#### [Work order]
Your task is to write out exactly the lines of the listing below, from the first down to the line that holds "pub fn set_token(&mut".

#### [Records provided]

//! Eligibility registry.
//!
//! Maps administrative symbols to token identities and classifies tokens as
//! swappable (exchange inputs) or redeemable (pool certificate tokens).
//! Classification follows the symbol classes fixed at construction and the
//! tokens registered *at call time*; nothing is cached.

use std::collections::{BTreeMap, BTreeSet};

use carbonsettle_types::{
    AccountId, Eligibility, EligibilityConfig, Result, SettleError, TokenId,
};

#[derive(Debug, Clone)]
pub struct EligibilityRegistry {
    admin: AccountId,
    tokens: BTreeMap<String, TokenId>,
    swappable_symbols: BTreeSet<String>,
    redeemable_symbols: BTreeSet<String>,
}

impl EligibilityRegistry {
    /// Registry administered by `admin`, seeded from `config`.
    #[must_use]
    pub fn new(admin: AccountId, config: &EligibilityConfig) -> Self {
        Self {
            admin,
            tokens: config.tokens.clone(),
            swappable_symbols: config.swappable_symbols.iter().cloned().collect(),
            redeemable_symbols: config.redeemable_symbols.iter().cloned().collect(),
        }
    }

    #[must_use]
    pub fn admin(&self) -> AccountId {
        self.admin
    }

    fn ensure_admin(&self, caller: AccountId) -> Result<()> {
        if caller != self.admin {
            tracing::warn!(caller = %caller, "Rejected registry mutation from non-admin");
            return Err(SettleError::Unauthorized { caller });
        }
        Ok(())
    }

    // -----------------------------------------------------------------
    // Administration
    // -----------------------------------------------------------------

    /// Register (or re-point) `symbol` to `token`.
    pub fn set_token(&mut self, caller: AccountId, symbol: &str, token: TokenId) -> Result<()> {
        self.ensure_admin(caller)?;
        let previous = self.tokens.insert(symbol.to_string(), token);
        tracing::info!(symbol, token = %token, replaced = previous.is_some(), "Token registered");
        Ok(())
    }

    /// Remove `symbol`. Removing an unknown symbol is a no-op.
    pub fn delete_token(&mut self, caller: AccountId, symbol: &str) -> Result<()> {
        self.ensure_admin(caller)?;
        if let Some(token) = self.tokens.remove(symbol) {
            tracing::info!(symbol, token = %token, "Token deregistered");
        }
        Ok(())
    }

    /// Hand the admin role to `new_admin`.
    pub fn transfer_admin(&mut self, caller: AccountId, new_admin: AccountId) -> Result<()> {
        self.ensure_admin(caller)?;
        self.admin = new_admin;
        tracing::info!(from = %caller, to = %new_admin, "Registry admin transferred");
        Ok(())
    }

    // -----------------------------------------------------------------
    // Lookups
    // -----------------------------------------------------------------

    #[must_use]
    pub fn resolve(&self, symbol: &str) -> Option<TokenId> {
        self.tokens.get(symbol).copied()
    }

    /// Like [`resolve`](Self::resolve) but fails with `TokenNotRegistered`.
    pub fn require(&self, symbol: &str) -> Result<TokenId> {
        self.resolve(symbol)
            .ok_or_else(|| SettleError::TokenNotRegistered {
                symbol: symbol.to_string(),
            })
    }

    fn registered_under<'a>(
        &'a self,
        symbols: &'a BTreeSet<String>,
    ) -> impl Iterator<Item = TokenId> + 'a {
        symbols.iter().filter_map(|s| self.resolve(s))
    }

    #[must_use]
    pub fn is_swappable(&self, token: TokenId) -> bool {
        self.registered_under(&self.swappable_symbols)
            .any(|t| t == token)
    }

    #[must_use]
    pub fn is_redeemable(&self, token: TokenId) -> bool {
        self.registered_under(&self.redeemable_symbols)
            .any(|t| t == token)
    }

    /// Swappable or redeemable.
    #[must_use]
    pub fn is_eligible(&self, token: TokenId) -> bool {
        self.is_swappable(token) || self.is_redeemable(token)
    }

    pub fn require_swappable(&self, token: TokenId) -> Result<()> {
        if self.is_swappable(token) {
            Ok(())
        } else {
            Err(SettleError::IneligibleToken {
                token,
                required: Eligibility::Swappable,
            })
        }
    }

    pub fn require_redeemable(&self, token: TokenId) -> Result<()> {
        if self.is_redeemable(token) {
            Ok(())
        } else {
            Err(SettleError::IneligibleToken {
                token,
                required: Eligibility::Redeemable,
            })
        }
    }

    /// All registered `(symbol, token)` pairs, ordered by symbol.
    pub fn tokens(&self) -> impl Iterator<Item = (&str, TokenId)> + '_ {
        self.tokens.iter().map(|(s, t)| (s.as_str(), *t))
    }
}

#[cfg(test)]
mod tests {
    use super::*;

    fn t(label: &str) -> TokenId {
        TokenId::from_label(label)
    }

    fn registry() -> (EligibilityRegistry, AccountId) {
        let admin = AccountId::from_label("admin");
        let config = EligibilityConfig::default()
            .with_token("USDC", t("USDC"))
            .with_token("WMATIC", t("WMATIC"))
            .with_token("BCT", t("BCT"));
        (EligibilityRegistry::new(admin, &config), admin)
    }

    #[test]
    fn classification_follows_symbol_classes() {
        let (reg, _) = registry();
        assert!(reg.is_swappable(t("USDC")));
        assert!(reg.is_swappable(t("WMATIC")));
        assert!(!reg.is_swappable(t("BCT")));
        assert!(reg.is_redeemable(t("BCT")));
        assert!(!reg.is_redeemable(t("USDC")));
        assert!(!reg.is_eligible(t("DAI")));
    }

    #[test]
    fn lookups_reflect_mutations_immediately() {
        let (mut reg, admin) = registry();
        assert!(!reg.is_redeemable(t("NCT")));
        reg.set_token(admin, "NCT", t("NCT")).unwrap();
        assert!(reg.is_redeemable(t("NCT")));

        reg.delete_token(admin, "USDC").unwrap();
        assert!(!reg.is_swappable(t("USDC")));
        assert!(matches!(
            reg.require("USDC"),
            Err(SettleError::TokenNotRegistered { .. })
        ));

        // Re-pointing a symbol drops the old token from its class.
        reg.set_token(admin, "BCT", t("BCT-v2")).unwrap();
        assert!(!reg.is_redeemable(t("BCT")));
        assert!(reg.is_redeemable(t("BCT-v2")));
    }

    #[test]
    fn unknown_symbol_is_unclassified() {
        let (mut reg, admin) = registry();
        reg.set_token(admin, "DAI", t("DAI")).unwrap();
        assert_eq!(reg.resolve("DAI"), Some(t("DAI")));
        assert!(!reg.is_eligible(t("DAI")));
    }

    #[test]
    fn non_admin_cannot_mutate() {
        let (mut reg, _) = registry();
        let mallory = AccountId::from_label("mallory");
        assert!(matches!(
            reg.set_token(mallory, "NCT", t("NCT")),
            Err(SettleError::Unauthorized { caller }) if caller == mallory
        ));
        assert!(reg.delete_token(mallory, "USDC").is_err());
        assert!(reg.transfer_admin(mallory, mallory).is_err());
        assert!(reg.is_swappable(t("USDC")));
    }

    #[test]
    fn transfer_admin_moves_authority() {
        let (mut reg, admin) = registry();
        let next = AccountId::from_label("next-admin");
        reg.transfer_admin(admin, next).unwrap();
        assert_eq!(reg.admin(), next);
        assert!(reg.set_token(admin, "NCT", t("NCT")).is_err());
        reg.set_token(next, "NCT", t("NCT")).unwrap();
    }

    #[test]
    fn require_helpers_name_the_missing_class() {
        let (reg, _) = registry();
        assert!(reg.require_swappable(t("USDC")).is_ok());
        assert!(matches!(
            reg.require_swappable(t("BCT")),
            Err(SettleError::IneligibleToken { required: Eligibility::Swappable, .. })
        ));
        assert!(matches!(
            reg.require_redeemable(t("USDC")),
            Err(SettleError::IneligibleToken { required: Eligibility::Redeemable, .. })
        ));
    }

    #[test]
    fn tokens_are_listed_by_symbol() {
        let (reg, _) = registry();
        let symbols: Vec<&str> = reg.tokens().map(|(s, _)| s).collect();
        assert_eq!(symbols, vec!["BCT", "USDC", "WMATIC"]);
    }
}
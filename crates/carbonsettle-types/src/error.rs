//! Error types for the carbonsettle orchestrator.
//!
//! All errors use the `CS_ERR_` prefix convention for easy grepping in logs.
//! Error codes are grouped by subsystem:
//! - 1xx: Eligibility / administration errors
//! - 2xx: Ledger errors
//! - 3xx: Routing / exchange errors
//! - 4xx: Redemption / retirement errors
//! - 5xx: External collaborator errors
//! - 9xx: General / internal errors

use std::fmt;

use thiserror::Error;

use crate::{AccountId, Amount, TokenId};

/// Which eligible set a token was checked against.
#[derive(Debug, Clone, Copy, PartialEq, Eq, Hash)]
pub enum Eligibility {
    /// Accepted as an exchange input.
    Swappable,
    /// Accepted as a pool certificate token.
    Redeemable,
    /// Accepted for custodial deposit.
    Depositable,
}

impl fmt::Display for Eligibility {
    fn fmt(&self, f: &mut fmt::Formatter<'_>) -> fmt::Result {
        match self {
            Self::Swappable => write!(f, "SWAPPABLE"),
            Self::Redeemable => write!(f, "REDEEMABLE"),
            Self::Depositable => write!(f, "DEPOSITABLE"),
        }
    }
}

/// Central error enum for all carbonsettle operations.
#[derive(Debug, Error)]
pub enum SettleError {
    // =================================================================
    // Eligibility / Administration Errors (1xx)
    // =================================================================
    /// The token is not in the eligible set required by the operation.
    #[error("CS_ERR_100: Token {token} is not {required}")]
    IneligibleToken {
        token: TokenId,
        required: Eligibility,
    },

    /// No token is registered under this symbol.
    #[error("CS_ERR_101: No token registered for symbol {symbol:?}")]
    TokenNotRegistered { symbol: String },

    /// A non-admin principal invoked an administrative operation.
    #[error("CS_ERR_102: Unauthorized: {caller} is not the admin")]
    Unauthorized { caller: AccountId },

    /// A workflow or ledger operation was called with a zero amount.
    #[error("CS_ERR_103: Amount must be non-zero for {operation}")]
    ZeroAmount { operation: &'static str },

    // =================================================================
    // Ledger Errors (2xx)
    // =================================================================
    /// The owner's ledger balance cannot cover the requested debit.
    #[error(
        "CS_ERR_200: Insufficient ledger balance for {owner} in {token}: need {needed}, have {available}"
    )]
    InsufficientLedgerBalance {
        owner: AccountId,
        token: TokenId,
        needed: Amount,
        available: Amount,
    },

    /// A credit would push a balance past the representable maximum.
    #[error("CS_ERR_201: Arithmetic overflow in {context}")]
    ArithmeticOverflow { context: String },

    /// A subtraction would produce a negative value.
    #[error("CS_ERR_202: Arithmetic underflow in {context}")]
    ArithmeticUnderflow { context: String },

    /// Ledger transaction misuse (nested begin, commit without begin, ...).
    #[error("CS_ERR_203: Ledger transaction error: {reason}")]
    LedgerTransaction { reason: String },

    // =================================================================
    // Routing / Exchange Errors (3xx)
    // =================================================================
    /// The path plan is structurally invalid or does not match the swap.
    #[error("CS_ERR_300: Invalid path: {reason}")]
    InvalidPath { reason: String },

    /// An exact-output swap delivered a different amount than requested.
    #[error("CS_ERR_301: Output mismatch: requested {requested}, realized {realized}")]
    OutputMismatch { requested: Amount, realized: Amount },

    /// An exact-input swap delivered less than the configured floor.
    #[error("CS_ERR_302: Output below minimum: minimum {minimum}, realized {realized}")]
    OutputBelowMinimum { minimum: Amount, realized: Amount },

    /// The native value attached to the call cannot cover the quoted input.
    #[error("CS_ERR_303: Insufficient attached value: need {needed}, attached {attached}")]
    InsufficientAttachedValue { needed: Amount, attached: Amount },

    // =================================================================
    // Redemption / Retirement Errors (4xx)
    // =================================================================
    /// Parallel certificate/amount sequences are empty or of unequal length.
    #[error("CS_ERR_400: Arity mismatch: {certificates} certificates, {amounts} amounts")]
    ArityMismatch { certificates: usize, amounts: usize },

    /// Value in does not equal value out, or the ledger exceeds custody.
    #[error("CS_ERR_401: Conservation violation: {reason}")]
    ConservationViolation { reason: String },

    // =================================================================
    // External Collaborator Errors (5xx)
    // =================================================================
    /// A router, custody, redemption or retirement call reported failure.
    #[error("CS_ERR_500: External call {call} failed: {reason}")]
    ExternalCallFailure { call: &'static str, reason: String },

    // =================================================================
    // General / Internal (9xx)
    // =================================================================
    /// Unrecoverable internal error.
    #[error("CS_ERR_900: Internal error: {0}")]
    Internal(String),

    /// Serialization / deserialization error.
    #[error("CS_ERR_901: Serialization error: {0}")]
    Serialization(String),

    /// Configuration error (invalid config file, missing fields, etc.).
    #[error("CS_ERR_902: Configuration error: {0}")]
    Configuration(String),
}

impl SettleError {
    /// Shorthand for [`SettleError::ExternalCallFailure`].
    pub fn external(call: &'static str, reason: impl Into<String>) -> Self {
        Self::ExternalCallFailure {
            call,
            reason: reason.into(),
        }
    }
}

/// Crate-wide `Result` alias.
pub type Result<T> = std::result::Result<T, SettleError>;

impl From<serde_json::Error> for SettleError {
    fn from(err: serde_json::Error) -> Self {
        Self::Serialization(err.to_string())
    }
}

#### [Finished task]
//! Eligibility registry.
//!
//! Maps administrative symbols to token identities and classifies tokens as
//! swappable (exchange inputs) or redeemable (pool certificate tokens).
//! Classification follows the symbol classes fixed at construction and the
//! tokens registered *at call time*; nothing is cached.

use std::collections::{BTreeMap, BTreeSet};

use carbonsettle_types::{
    AccountId, Eligibility, EligibilityConfig, Result, SettleError, TokenId,
};

#[derive(Debug, Clone)]
pub struct EligibilityRegistry {
    admin: AccountId,
    tokens: BTreeMap<String, TokenId>,
    swappable_symbols: BTreeSet<String>,
    redeemable_symbols: BTreeSet<String>,
}

impl EligibilityRegistry {
    /// Registry administered by `admin`, seeded from `config`.
    #[must_use]
    pub fn new(admin: AccountId, config: &EligibilityConfig) -> Self {
        Self {
            admin,
            tokens: config.tokens.clone(),
            swappable_symbols: config.swappable_symbols.iter().cloned().collect(),
            redeemable_symbols: config.redeemable_symbols.iter().cloned().collect(),
        }
    }

    #[must_use]
    pub fn admin(&self) -> AccountId {
        self.admin
    }

    fn ensure_admin(&self, caller: AccountId) -> Result<()> {
        if caller != self.admin {
            tracing::warn!(caller = %caller, "Rejected registry mutation from non-admin");
            return Err(SettleError::Unauthorized { caller });
        }
        Ok(())
    }

    // -----------------------------------------------------------------
    // Administration
    // -----------------------------------------------------------------

    /// Register (or re-point) `symbol` to `token`.
    pub fn set_token(&mut self, caller: AccountId, symbol: &str, token: TokenId) -> Result<()> {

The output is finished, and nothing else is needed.